* [Task input]
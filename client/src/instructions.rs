//! Proposal instruction composition.
//!
//! [`InstructionComposer`] decides which proposal instructions an approval
//! needs for a given status and in which order. Encoding of each instruction
//! is delegated to a [`ProposalInstructionBuilder`]; [`SquadsInstructions`]
//! is the Squads v4 binding.

use crate::pda::proposal_address;
use crate::proposal::ProposalStatus;
use sha2::{Digest, Sha256};
use solana_sdk::instruction::{AccountMeta, Instruction};
use solana_sdk::pubkey::Pubkey;
use solana_sdk::system_program;
use std::fmt;
use std::sync::Arc;

/// Proposal instruction kinds the composer can emit
#[derive(Debug, Clone, Copy, PartialEq, Eq, Hash)]
pub enum ProposalInstructionKind {
    /// Create the proposal account
    Create,
    /// Move a draft proposal to active
    Activate,
    /// Cast an approval vote
    Approve,
}

impl ProposalInstructionKind {
    /// Program instruction name
    pub fn instruction_name(&self) -> &'static str {
        match self {
            ProposalInstructionKind::Create => "proposal_create",
            ProposalInstructionKind::Activate => "proposal_activate",
            ProposalInstructionKind::Approve => "proposal_approve",
        }
    }

    /// First 8 bytes of `sha256("global:<name>")`
    pub fn discriminator(&self) -> [u8; 8] {
        let digest = Sha256::digest(format!("global:{}", self.instruction_name()).as_bytes());
        let mut discriminator = [0u8; 8];
        discriminator.copy_from_slice(&digest[..8]);
        discriminator
    }

    /// Identify an instruction from its data
    pub fn from_data(data: &[u8]) -> Option<Self> {
        let prefix = data.get(..8)?;
        [
            ProposalInstructionKind::Create,
            ProposalInstructionKind::Activate,
            ProposalInstructionKind::Approve,
        ]
        .into_iter()
        .find(|kind| kind.discriminator() == prefix)
    }
}

impl fmt::Display for ProposalInstructionKind {
    fn fmt(&self, f: &mut fmt::Formatter<'_>) -> fmt::Result {
        f.write_str(self.instruction_name())
    }
}

/// Parameters shared by every proposal instruction
#[derive(Debug, Clone, Copy, PartialEq, Eq)]
pub struct ProposalInstructionArgs {
    /// Multisig account
    pub multisig: Pubkey,
    /// Acting member; also proposer and rent payer on create
    pub member: Pubkey,
    /// Transaction index the proposal belongs to
    pub transaction_index: u64,
    /// Multisig program id
    pub program_id: Pubkey,
}

/// Builds opaque proposal instructions for a multisig program
pub trait ProposalInstructionBuilder: Send + Sync {
    /// Create a non-draft proposal
    fn proposal_create(&self, args: &ProposalInstructionArgs) -> Instruction;

    /// Activate a draft proposal
    fn proposal_activate(&self, args: &ProposalInstructionArgs) -> Instruction;

    /// Approve a proposal
    fn proposal_approve(&self, args: &ProposalInstructionArgs) -> Instruction;
}

/// Squads v4 instruction encoding
#[derive(Debug, Clone, Copy, Default)]
pub struct SquadsInstructions;

impl SquadsInstructions {
    fn data(kind: ProposalInstructionKind, args: &[u8]) -> Vec<u8> {
        let mut data = kind.discriminator().to_vec();
        data.extend_from_slice(args);
        data
    }
}

impl ProposalInstructionBuilder for SquadsInstructions {
    fn proposal_create(&self, args: &ProposalInstructionArgs) -> Instruction {
        let proposal = proposal_address(&args.multisig, args.transaction_index, &args.program_id);

        // ProposalCreateArgs { transaction_index: u64, draft: bool }
        let mut encoded = args.transaction_index.to_le_bytes().to_vec();
        encoded.push(0);

        Instruction::new_with_bytes(
            args.program_id,
            &Self::data(ProposalInstructionKind::Create, &encoded),
            vec![
                AccountMeta::new_readonly(args.multisig, false),
                AccountMeta::new(proposal, false),
                AccountMeta::new_readonly(args.member, true),
                AccountMeta::new(args.member, true),
                AccountMeta::new_readonly(system_program::ID, false),
            ],
        )
    }

    fn proposal_activate(&self, args: &ProposalInstructionArgs) -> Instruction {
        let proposal = proposal_address(&args.multisig, args.transaction_index, &args.program_id);

        Instruction::new_with_bytes(
            args.program_id,
            &Self::data(ProposalInstructionKind::Activate, &[]),
            vec![
                AccountMeta::new_readonly(args.multisig, false),
                AccountMeta::new(args.member, true),
                AccountMeta::new(proposal, false),
            ],
        )
    }

    fn proposal_approve(&self, args: &ProposalInstructionArgs) -> Instruction {
        let proposal = proposal_address(&args.multisig, args.transaction_index, &args.program_id);

        // ProposalVoteArgs { memo: None }
        Instruction::new_with_bytes(
            args.program_id,
            &Self::data(ProposalInstructionKind::Approve, &[0]),
            vec![
                AccountMeta::new_readonly(args.multisig, false),
                AccountMeta::new(args.member, true),
                AccountMeta::new(proposal, false),
            ],
        )
    }
}

/// Maps a proposal status to the ordered instructions of one approval
#[derive(Clone)]
pub struct InstructionComposer {
    builder: Arc<dyn ProposalInstructionBuilder>,
}

impl InstructionComposer {
    /// Create a composer over `builder`
    pub fn new(builder: Arc<dyn ProposalInstructionBuilder>) -> Self {
        Self { builder }
    }

    /// Composer using the Squads v4 encoding
    pub fn squads() -> Self {
        Self::new(Arc::new(SquadsInstructions))
    }

    /// Instruction kinds for `status`, in submission order.
    ///
    /// Create and activate come first because approve reads the proposal
    /// account they produce within the same transaction.
    pub fn plan(status: ProposalStatus) -> Vec<ProposalInstructionKind> {
        let mut kinds = Vec::with_capacity(2);
        match status {
            ProposalStatus::None => kinds.push(ProposalInstructionKind::Create),
            ProposalStatus::Draft => kinds.push(ProposalInstructionKind::Activate),
            _ => {}
        }
        kinds.push(ProposalInstructionKind::Approve);
        kinds
    }

    /// Build the instructions for `status`
    pub fn compose(
        &self,
        status: ProposalStatus,
        multisig: &Pubkey,
        actor: &Pubkey,
        transaction_index: u64,
        program_id: &Pubkey,
    ) -> Vec<Instruction> {
        let args = ProposalInstructionArgs {
            multisig: *multisig,
            member: *actor,
            transaction_index,
            program_id: *program_id,
        };

        Self::plan(status)
            .into_iter()
            .map(|kind| match kind {
                ProposalInstructionKind::Create => self.builder.proposal_create(&args),
                ProposalInstructionKind::Activate => self.builder.proposal_activate(&args),
                ProposalInstructionKind::Approve => self.builder.proposal_approve(&args),
            })
            .collect()
    }
}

* [Exercise directions] Within the entries, find all lines holding "prefix" and copy each one.

* [Response to the task]
        let prefix = data.get(..8)?;
        .find(|kind| kind.discriminator() == prefix)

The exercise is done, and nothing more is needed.